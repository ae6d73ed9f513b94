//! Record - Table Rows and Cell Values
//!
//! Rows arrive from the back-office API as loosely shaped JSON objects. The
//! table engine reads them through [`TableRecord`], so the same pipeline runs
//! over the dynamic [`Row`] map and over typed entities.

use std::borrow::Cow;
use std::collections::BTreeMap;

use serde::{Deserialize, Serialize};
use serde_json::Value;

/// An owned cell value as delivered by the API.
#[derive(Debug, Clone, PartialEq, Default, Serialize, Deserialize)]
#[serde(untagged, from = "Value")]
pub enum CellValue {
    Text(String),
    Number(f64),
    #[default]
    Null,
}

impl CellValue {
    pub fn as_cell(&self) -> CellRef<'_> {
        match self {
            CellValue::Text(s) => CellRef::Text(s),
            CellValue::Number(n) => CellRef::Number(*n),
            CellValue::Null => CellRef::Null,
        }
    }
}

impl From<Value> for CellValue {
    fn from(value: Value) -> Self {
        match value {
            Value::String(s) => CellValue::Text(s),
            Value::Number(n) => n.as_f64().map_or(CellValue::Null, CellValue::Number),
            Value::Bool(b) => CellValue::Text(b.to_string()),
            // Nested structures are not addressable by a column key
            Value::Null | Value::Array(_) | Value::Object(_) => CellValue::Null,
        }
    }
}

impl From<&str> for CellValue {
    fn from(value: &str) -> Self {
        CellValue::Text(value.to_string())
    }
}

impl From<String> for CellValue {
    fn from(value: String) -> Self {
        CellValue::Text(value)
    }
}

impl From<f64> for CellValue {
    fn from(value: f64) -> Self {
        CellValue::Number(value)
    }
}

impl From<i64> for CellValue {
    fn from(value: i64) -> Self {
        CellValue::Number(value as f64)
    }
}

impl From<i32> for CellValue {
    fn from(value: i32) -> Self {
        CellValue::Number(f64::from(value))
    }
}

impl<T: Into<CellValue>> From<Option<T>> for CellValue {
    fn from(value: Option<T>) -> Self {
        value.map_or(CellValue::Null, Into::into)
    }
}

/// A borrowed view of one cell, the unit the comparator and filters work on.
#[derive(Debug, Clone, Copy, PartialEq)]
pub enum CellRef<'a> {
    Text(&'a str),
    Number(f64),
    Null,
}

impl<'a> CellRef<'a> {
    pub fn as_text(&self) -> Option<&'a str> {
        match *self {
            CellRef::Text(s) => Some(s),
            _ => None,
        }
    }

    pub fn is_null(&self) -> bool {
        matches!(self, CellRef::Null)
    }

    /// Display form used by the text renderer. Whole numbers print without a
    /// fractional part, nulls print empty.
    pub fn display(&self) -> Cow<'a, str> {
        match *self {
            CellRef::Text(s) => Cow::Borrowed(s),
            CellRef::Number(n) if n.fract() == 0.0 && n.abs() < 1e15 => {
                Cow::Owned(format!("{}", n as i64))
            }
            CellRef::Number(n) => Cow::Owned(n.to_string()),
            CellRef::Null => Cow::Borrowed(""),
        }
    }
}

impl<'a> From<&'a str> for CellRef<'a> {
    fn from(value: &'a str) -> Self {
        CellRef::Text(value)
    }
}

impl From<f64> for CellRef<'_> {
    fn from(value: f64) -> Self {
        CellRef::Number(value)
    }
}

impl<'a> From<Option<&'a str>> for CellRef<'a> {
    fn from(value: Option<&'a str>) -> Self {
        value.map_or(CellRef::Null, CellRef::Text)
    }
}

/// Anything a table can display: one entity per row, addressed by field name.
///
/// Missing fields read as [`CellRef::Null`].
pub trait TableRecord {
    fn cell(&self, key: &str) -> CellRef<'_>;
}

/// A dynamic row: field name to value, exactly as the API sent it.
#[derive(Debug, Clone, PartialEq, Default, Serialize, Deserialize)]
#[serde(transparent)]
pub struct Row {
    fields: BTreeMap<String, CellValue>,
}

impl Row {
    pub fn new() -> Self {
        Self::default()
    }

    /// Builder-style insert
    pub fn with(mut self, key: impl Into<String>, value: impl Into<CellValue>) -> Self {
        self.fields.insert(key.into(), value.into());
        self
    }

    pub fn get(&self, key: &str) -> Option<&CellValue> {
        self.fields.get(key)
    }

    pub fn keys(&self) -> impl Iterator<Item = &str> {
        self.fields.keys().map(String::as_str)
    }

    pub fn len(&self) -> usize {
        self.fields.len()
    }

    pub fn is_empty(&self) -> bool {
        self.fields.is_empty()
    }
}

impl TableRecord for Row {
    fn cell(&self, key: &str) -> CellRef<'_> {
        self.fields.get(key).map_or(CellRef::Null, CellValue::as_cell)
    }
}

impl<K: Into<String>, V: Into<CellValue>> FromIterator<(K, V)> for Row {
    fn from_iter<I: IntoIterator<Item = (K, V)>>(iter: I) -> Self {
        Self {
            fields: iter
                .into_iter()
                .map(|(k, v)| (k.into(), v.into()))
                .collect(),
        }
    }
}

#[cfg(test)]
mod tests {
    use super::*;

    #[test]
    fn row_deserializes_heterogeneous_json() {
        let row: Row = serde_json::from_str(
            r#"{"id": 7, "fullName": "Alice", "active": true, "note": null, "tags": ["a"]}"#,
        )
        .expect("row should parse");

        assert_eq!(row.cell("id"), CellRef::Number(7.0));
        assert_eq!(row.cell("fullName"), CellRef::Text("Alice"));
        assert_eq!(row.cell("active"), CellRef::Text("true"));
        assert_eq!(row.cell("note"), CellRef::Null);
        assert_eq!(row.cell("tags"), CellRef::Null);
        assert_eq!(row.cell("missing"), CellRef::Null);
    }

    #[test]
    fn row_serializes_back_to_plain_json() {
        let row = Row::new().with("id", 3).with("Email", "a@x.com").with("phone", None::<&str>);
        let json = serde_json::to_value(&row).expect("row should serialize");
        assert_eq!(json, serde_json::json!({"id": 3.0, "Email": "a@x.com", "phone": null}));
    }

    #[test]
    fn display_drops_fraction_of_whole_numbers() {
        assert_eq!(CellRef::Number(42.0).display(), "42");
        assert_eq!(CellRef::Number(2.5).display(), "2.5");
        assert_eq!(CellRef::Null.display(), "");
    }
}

= = = = =

## TASK REQUIREMENTS
Take every line of the material that contains the word "Alice", and copy it.

## SOLUTION TO THIS PROBLEM
            r#"{"id": 7, "fullName": "Alice", "active": true, "note": null, "tags": ["a"]}"#,
        assert_eq!(row.cell("fullName"), CellRef::Text("Alice"));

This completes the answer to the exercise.